Citation Numbers: 243 A.D.2d 752, 665 N.Y.S.2d 344, 1997 N.Y. App. Div. LEXIS 9681
Judges: III
Filed Date: 10/9/1997
Status: Precedential
Modified Date: 11/1/2024
Appeal from a judgment of the County Court of Sullivan County (Kane, J.), rendered July 24, 1995, convicting defendant upon his plea of guilty of the crime of rape in the first degree.
Defendant was indicted in August 1994 and charged with rape in the first degree. Following selection of a jury but prior to opening statements, defendant entered an Alford plea admitting that he had sexual intercourse with the victim but claiming that it was consensual.
Prior to sentencing, defendant wrote a letter to County Court seeking to withdraw his plea and, as a consequence, new counsel was assigned. Thereafter, defendant moved to vacate the judgment of conviction on the grounds that his plea was not knowingly, intelligently and voluntarily entered, that he received ineffective assistance of counsel and that the People exercised a preemptory challenge in violation of Batson v Kentucky (476 US 79). Following an evidentiary hearing, wherein defendant and his previous counsel testified, County Court denied defendant’s motion and sentenced him as a second felony offender to an indeterminate term of imprisonment of 5V2 to 11 years in accordance with the plea agreement. This appeal ensued.

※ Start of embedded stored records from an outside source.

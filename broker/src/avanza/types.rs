//! Avanza API request and response types.

use serde::{Deserialize, Serialize};

/// First login step response.
#[derive(Debug, Deserialize)]
#[serde(rename_all = "camelCase")]
pub struct CredentialsResponse {
    pub two_factor_login: Option<TwoFactorLogin>,
}

#[derive(Debug, Deserialize)]
#[serde(rename_all = "camelCase")]
pub struct TwoFactorLogin {
    pub transaction_id: String,
    pub method: String,
}

/// Second login step response. The security token arrives as a header.
#[derive(Debug, Deserialize)]
#[serde(rename_all = "camelCase")]
pub struct TotpResponse {
    pub authentication_session: String,
    #[serde(default)]
    pub customer_id: String,
}

/// A number wrapped as `{ "value": n }`.
#[derive(Debug, Clone, Copy, Default, Deserialize)]
pub struct Amount {
    #[serde(default)]
    pub value: f64,
}

/// Index overview.
#[derive(Debug, Deserialize)]
#[serde(rename_all = "camelCase")]
pub struct IndexResponse {
    pub quote: QuoteBlock,
    pub historical_closing_prices: HistoricalClosingPrices,
}

#[derive(Debug, Deserialize)]
#[serde(rename_all = "camelCase")]
pub struct QuoteBlock {
    pub previous_closing_price: Option<f64>,
}

#[derive(Debug, Deserialize)]
#[serde(rename_all = "camelCase")]
pub struct HistoricalClosingPrices {
    pub one_week: Option<f64>,
    pub one_month: Option<f64>,
    pub three_months: Option<f64>,
    pub one_year: Option<f64>,
}

/// Daily price chart.
#[derive(Debug, Deserialize)]
pub struct ChartResponse {
    #[serde(default)]
    pub ohlc: Vec<ChartBar>,
}

#[derive(Debug, Deserialize)]
pub struct ChartBar {
    pub timestamp: i64,
    pub close: f64,
}

/// Leveraged tracker filter request.
#[derive(Debug, Serialize)]
pub struct FilterRequest {
    pub filter: FilterBody,
    pub offset: u32,
    pub limit: u32,
    #[serde(rename = "sortBy")]
    pub sort_by: SortBy,
}

#[derive(Debug, Serialize)]
#[serde(rename_all = "camelCase")]
pub struct FilterBody {
    pub directions: Vec<String>,
    pub sub_types: Vec<String>,
    pub underlying_instruments: Vec<String>,
    #[serde(skip_serializing_if = "Option::is_none")]
    pub name: Option<String>,
}

#[derive(Debug, Serialize)]
pub struct SortBy {
    pub field: String,
    pub order: String,
}

#[derive(Debug, Deserialize)]
pub struct FilterResponse {
    #[serde(default)]
    pub warrants: Vec<FilteredInstrument>,
}

#[derive(Debug, Deserialize)]
#[serde(rename_all = "camelCase")]
pub struct FilteredInstrument {
    pub orderbook_id: String,
    pub name: String,
    #[serde(default)]
    pub leverage: f64,
    #[serde(default)]
    pub total_value_traded: f64,
}

/// One entry of the orderbook list endpoint.
#[derive(Debug, Deserialize)]
#[serde(rename_all = "camelCase")]
pub struct OrderbookSummary {
    pub id: String,
    pub last_price: f64,
}

/// Tracker order request.
#[derive(Debug, Serialize)]
#[serde(rename_all = "camelCase")]
pub struct NewOrderRequest {
    pub account_id: String,
    pub orderbook_id: String,
    pub side: String,
    pub price: f64,
    pub volume: u64,
    pub condition: String,
}

/// Fund order request.
#[derive(Debug, Serialize)]
#[serde(rename_all = "camelCase")]
pub struct NewFundOrderRequest {
    pub account_id: String,
    pub orderbook_id: String,
    pub side: String,
    pub volume: u64,
    pub price: f64,
}

#[derive(Debug, Deserialize)]
#[serde(rename_all = "camelCase")]
pub struct OrderResponse {
    pub order_request_status: String,
    pub order_id: Option<String>,
    #[serde(default)]
    pub message: String,
}

#[derive(Debug, Deserialize)]
#[serde(rename_all = "camelCase")]
pub struct FundOrderResponse {
    pub order_request_status: String,
    pub order_id: Option<String>,
    /// `YYYY-MM-DD`
    pub on_account_date: Option<String>,
    #[serde(default)]
    pub message: String,
}

#[derive(Debug, Deserialize)]
pub struct OrderStatusResponse {
    pub state: String,
}

/// All positions across accounts.
#[derive(Debug, Deserialize)]
#[serde(rename_all = "camelCase")]
pub struct PositionsResponse {
    #[serde(default)]
    pub with_orderbook: Vec<PositionEntry>,
    #[serde(default)]
    pub cash_positions: Vec<CashEntry>,
}

#[derive(Debug, Deserialize)]
#[serde(rename_all = "camelCase")]
pub struct AccountRef {
    pub url_parameter_id: String,
}

#[derive(Debug, Deserialize)]
pub struct PositionEntry {
    pub account: AccountRef,
    pub instrument: PositionInstrument,
    #[serde(default)]
    pub value: Amount,
    #[serde(default)]
    pub volume: Amount,
}

#[derive(Debug, Deserialize)]
pub struct PositionInstrument {
    pub orderbook: OrderbookRef,
}

#[derive(Debug, Deserialize)]
pub struct OrderbookRef {
    pub id: String,
}

#[derive(Debug, Deserialize)]
#[serde(rename_all = "camelCase")]
pub struct CashEntry {
    pub account: AccountRef,
    #[serde(default)]
    pub total_balance: Amount,
}

#[derive(Debug, Deserialize)]
pub struct AccountsResponse {
    #[serde(default)]
    pub accounts: Vec<AccountEntry>,
}

#[derive(Debug, Deserialize)]
#[serde(rename_all = "camelCase")]
pub struct AccountEntry {
    pub id: String,
    pub url_parameter_id: String,
}

/// Instrument detail; only the underlying is read.
#[derive(Debug, Deserialize)]
pub struct InstrumentDetail {
    pub underlying: Option<UnderlyingRef>,
}

#[derive(Debug, Deserialize)]
pub struct UnderlyingRef {
    pub orderbook: OrderbookRef,
}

A review of the plea allocution, together with the minutes of the postplea hearing, convinces us that defendant’s plea was entered knowingly, intelligently and voluntarily and was made because defendant believed that there was a strong likelihood that he would be found guilty after trial based upon the evidence that was to be presented by the prosecution.
White, Casey, Peters and Spain, JJ., concur. Ordered that the judgment is affirmed.
It is of note that County Court specifically found defendant’s hearing testimony not credible.